(Excerpted records begins)

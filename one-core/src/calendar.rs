//! Calendar metadata cached per user.

use chrono::{DateTime, Utc};
use serde::{Deserialize, Serialize};

/// Metadata of a user's primary calendar.
///
/// `time_zone` drives holiday calendar selection and the zone attached to
/// new events, so it is cached to save a round trip.
#[derive(Debug, Clone, PartialEq, Serialize, Deserialize)]
pub struct CalendarMetadata {
    /// Remote calendar id
    pub id: String,
    pub user_id: String,
    pub summary: String,
    pub description: Option<String>,
    pub time_zone: String,
    pub created_at: DateTime<Utc>,
    /// Doubles as the time of the last full sync
    pub updated_at: DateTime<Utc>,
}
//! The remote calendar provider seam.
//!
//! A provider crate (e.g. `one-provider-google`) implements these traits.
//! Times are kept as the provider's raw strings here; parsing and validation
//! happen in the sync engine so bad data is dropped in one place.

use std::collections::HashMap;
use std::sync::Arc;

use async_trait::async_trait;
use chrono::{DateTime, Utc};
use serde::{Deserialize, Serialize};

use crate::credential::TokenGrant;
use crate::error::OneResult;

/// Google's alias for the user's main calendar
pub const PRIMARY_CALENDAR_ID: &str = "primary";

/// An entry of the user's calendar list.
#[derive(Debug, Clone, PartialEq, Serialize, Deserialize)]
pub struct RemoteCalendar {
    pub id: String,
    pub summary: String,
    pub description: Option<String>,
    pub time_zone: Option<String>,
    pub background_color: Option<String>,
    pub primary: bool,
}

/// Metadata of a single calendar.
#[derive(Debug, Clone, PartialEq, Serialize, Deserialize)]
pub struct RemoteCalendarDetails {
    pub id: String,
    pub summary: String,
    pub description: Option<String>,
    pub time_zone: Option<String>,
}

#[derive(Debug, Clone, Default, PartialEq, Serialize)]
pub struct RemoteEventTime {
    pub date_time: Option<String>,
    /// All-day events only carry a date (YYYY-MM-DD)
    pub date: Option<String>,
    pub time_zone: Option<String>,
}

impl RemoteEventTime {
    pub fn is_present(&self) -> bool {
        self.date_time.is_some() || self.date.is_some()
    }
}

#[derive(Debug, Clone, Default, PartialEq, Serialize)]
pub struct RemotePerson {
    pub email: Option<String>,
    pub display_name: Option<String>,
}

#[derive(Debug, Clone, Default, PartialEq, Serialize)]
pub struct RemoteAttendee {
    pub email: Option<String>,
    pub display_name: Option<String>,
    pub response_status: Option<String>,
    pub optional: Option<bool>,
    pub organizer: Option<bool>,
}

#[derive(Debug, Clone, Default, PartialEq, Serialize)]
pub struct RemoteEvent {
    pub id: String,
    pub summary: Option<String>,
    pub description: Option<String>,
    pub location: Option<String>,
    pub start: Option<RemoteEventTime>,
    pub end: Option<RemoteEventTime>,
    pub status: Option<String>,
    pub color_id: Option<String>,
    pub organizer: Option<RemotePerson>,
    pub attendees: Vec<RemoteAttendee>,
    pub created: Option<String>,
    pub updated: Option<String>,
}

/// Parameters of one `events.list` page request.
#[derive(Debug, Clone, PartialEq)]
pub struct EventQuery {
    pub time_min: DateTime<Utc>,
    pub time_max: DateTime<Utc>,
    /// Expand recurring events into instances
    pub single_events: bool,
    pub order_by_start_time: bool,
    pub max_results: Option<u32>,
    pub page_token: Option<String>,
}

impl EventQuery {
    pub fn with_page_token(&self, token: Option<String>) -> Self {
        EventQuery {
            page_token: token,
            ..self.clone()
        }
    }
}

#[derive(Debug, Clone, Default, PartialEq)]
pub struct EventPage {
    pub events: Vec<RemoteEvent>,
    pub next_page_token: Option<String>,
}

/// An event body sent to the provider on insert/update.
#[derive(Debug, Clone, PartialEq)]
pub struct EventDraft {
    pub summary: String,
    /// `None` leaves the remote description as is; an empty string clears it
    pub description: Option<String>,
    /// RFC 3339
    pub start: String,
    pub end: String,
    pub time_zone: Option<String>,
}

#[derive(Debug, Clone, PartialEq, Serialize, Deserialize)]
pub struct ColorDefinition {
    pub background: String,
    pub foreground: String,
}

/// Calendar operations bound to one access token.
#[async_trait]
pub trait CalendarApi: Send + Sync {
    async fn calendar(&self, calendar_id: &str) -> OneResult<RemoteCalendarDetails>;

    async fn calendar_list(&self) -> OneResult<Vec<RemoteCalendar>>;

    /// Fetch a single page of events.
    async fn events(&self, calendar_id: &str, query: &EventQuery) -> OneResult<EventPage>;

    async fn insert_event(&self, calendar_id: &str, draft: &EventDraft) -> OneResult<RemoteEvent>;

    async fn update_event(
        &self,
        calendar_id: &str,
        event_id: &str,
        draft: &EventDraft,
    ) -> OneResult<RemoteEvent>;

    async fn delete_event(&self, calendar_id: &str, event_id: &str) -> OneResult<()>;

    /// Event color id -> RGB palette
    async fn event_colors(&self) -> OneResult<HashMap<String, ColorDefinition>>;
}

/// Token endpoint plus a factory for token-bound API handles.
#[async_trait]
pub trait CalendarProvider: Send + Sync {
    /// Exchange a refresh token for a new access token.
    /// A rejected refresh token must surface as `OneError::RefreshFailed`.
    async fn refresh_access_token(&self, refresh_token: &str) -> OneResult<TokenGrant>;

    fn calendar_api(&self, access_token: &str) -> Arc<dyn CalendarApi>;
}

(Excerpted records ends)

**Problem statement:** Each entry above needs to be output exactly.

**Problem solution:**
filename one-core/src/calendar.rs
//! Calendar metadata cached per user.

use chrono::{DateTime, Utc};
use serde::{Deserialize, Serialize};

/// Metadata of a user's primary calendar.
///
/// `time_zone` drives holiday calendar selection and the zone attached to
/// new events, so it is cached to save a round trip.
#[derive(Debug, Clone, PartialEq, Serialize, Deserialize)]
pub struct CalendarMetadata {
    /// Remote calendar id
    pub id: String,
    pub user_id: String,
    pub summary: String,
    pub description: Option<String>,
    pub time_zone: String,
    pub created_at: DateTime<Utc>,
    /// Doubles as the time of the last full sync
    pub updated_at: DateTime<Utc>,
}
//! The remote calendar provider seam.
//!
//! A provider crate (e.g. `one-provider-google`) implements these traits.
//! Times are kept as the provider's raw strings here; parsing and validation
//! happen in the sync engine so bad data is dropped in one place.

use std::collections::HashMap;
use std::sync::Arc;

use async_trait::async_trait;
use chrono::{DateTime, Utc};
use serde::{Deserialize, Serialize};

use crate::credential::TokenGrant;
use crate::error::OneResult;

/// Google's alias for the user's main calendar
pub const PRIMARY_CALENDAR_ID: &str = "primary";

/// An entry of the user's calendar list.
#[derive(Debug, Clone, PartialEq, Serialize, Deserialize)]
pub struct RemoteCalendar {
    pub id: String,
    pub summary: String,
    pub description: Option<String>,
    pub time_zone: Option<String>,
    pub background_color: Option<String>,
    pub primary: bool,
}

/// Metadata of a single calendar.
#[derive(Debug, Clone, PartialEq, Serialize, Deserialize)]
pub struct RemoteCalendarDetails {
    pub id: String,
    pub summary: String,
    pub description: Option<String>,
    pub time_zone: Option<String>,
}

#[derive(Debug, Clone, Default, PartialEq, Serialize)]
pub struct RemoteEventTime {
    pub date_time: Option<String>,
    /// All-day events only carry a date (YYYY-MM-DD)
    pub date: Option<String>,
    pub time_zone: Option<String>,
}

impl RemoteEventTime {
    pub fn is_present(&self) -> bool {
        self.date_time.is_some() || self.date.is_some()
    }
}

#[derive(Debug, Clone, Default, PartialEq, Serialize)]
pub struct RemotePerson {
    pub email: Option<String>,
    pub display_name: Option<String>,
}

#[derive(Debug, Clone, Default, PartialEq, Serialize)]
pub struct RemoteAttendee {
    pub email: Option<String>,
    pub display_name: Option<String>,
    pub response_status: Option<String>,
    pub optional: Option<bool>,
    pub organizer: Option<bool>,
}

#[derive(Debug, Clone, Default, PartialEq, Serialize)]
pub struct RemoteEvent {
    pub id: String,
    pub summary: Option<String>,
    pub description: Option<String>,
    pub location: Option<String>,
    pub start: Option<RemoteEventTime>,
    pub end: Option<RemoteEventTime>,
    pub status: Option<String>,
    pub color_id: Option<String>,
    pub organizer: Option<RemotePerson>,
    pub attendees: Vec<RemoteAttendee>,
    pub created: Option<String>,
    pub updated: Option<String>,
}

/// Parameters of one `events.list` page request.
#[derive(Debug, Clone, PartialEq)]
pub struct EventQuery {
    pub time_min: DateTime<Utc>,
    pub time_max: DateTime<Utc>,
    /// Expand recurring events into instances
    pub single_events: bool,
    pub order_by_start_time: bool,
    pub max_results: Option<u32>,
    pub page_token: Option<String>,
}

impl EventQuery {
    pub fn with_page_token(&self, token: Option<String>) -> Self {
        EventQuery {
            page_token: token,
            ..self.clone()
        }
    }
}

#[derive(Debug, Clone, Default, PartialEq)]
pub struct EventPage {
    pub events: Vec<RemoteEvent>,
    pub next_page_token: Option<String>,
}

/// An event body sent to the provider on insert/update.
#[derive(Debug, Clone, PartialEq)]
pub struct EventDraft {
    pub summary: String,
    /// `None` leaves the remote description as is; an empty string clears it
    pub description: Option<String>,
    /// RFC 3339
    pub start: String,
    pub end: String,
    pub time_zone: Option<String>,
}

#[derive(Debug, Clone, PartialEq, Serialize, Deserialize)]
pub struct ColorDefinition {
    pub background: String,
    pub foreground: String,
}

/// Calendar operations bound to one access token.
#[async_trait]
pub trait CalendarApi: Send + Sync {
    async fn calendar(&self, calendar_id: &str) -> OneResult<RemoteCalendarDetails>;

    async fn calendar_list(&self) -> OneResult<Vec<RemoteCalendar>>;

    /// Fetch a single page of events.
    async fn events(&self, calendar_id: &str, query: &EventQuery) -> OneResult<EventPage>;

    async fn insert_event(&self, calendar_id: &str, draft: &EventDraft) -> OneResult<RemoteEvent>;

    async fn update_event(
        &self,
        calendar_id: &str,
        event_id: &str,
        draft: &EventDraft,
    ) -> OneResult<RemoteEvent>;

    async fn delete_event(&self, calendar_id: &str, event_id: &str) -> OneResult<()>;

    /// Event color id -> RGB palette
    async fn event_colors(&self) -> OneResult<HashMap<String, ColorDefinition>>;
}

/// Token endpoint plus a factory for token-bound API handles.
#[async_trait]
pub trait CalendarProvider: Send + Sync {
    /// Exchange a refresh token for a new access token.
    /// A rejected refresh token must surface as `OneError::RefreshFailed`.
    async fn refresh_access_token(&self, refresh_token: &str) -> OneResult<TokenGrant>;

    fn calendar_api(&self, access_token: &str) -> Arc<dyn CalendarApi>;
}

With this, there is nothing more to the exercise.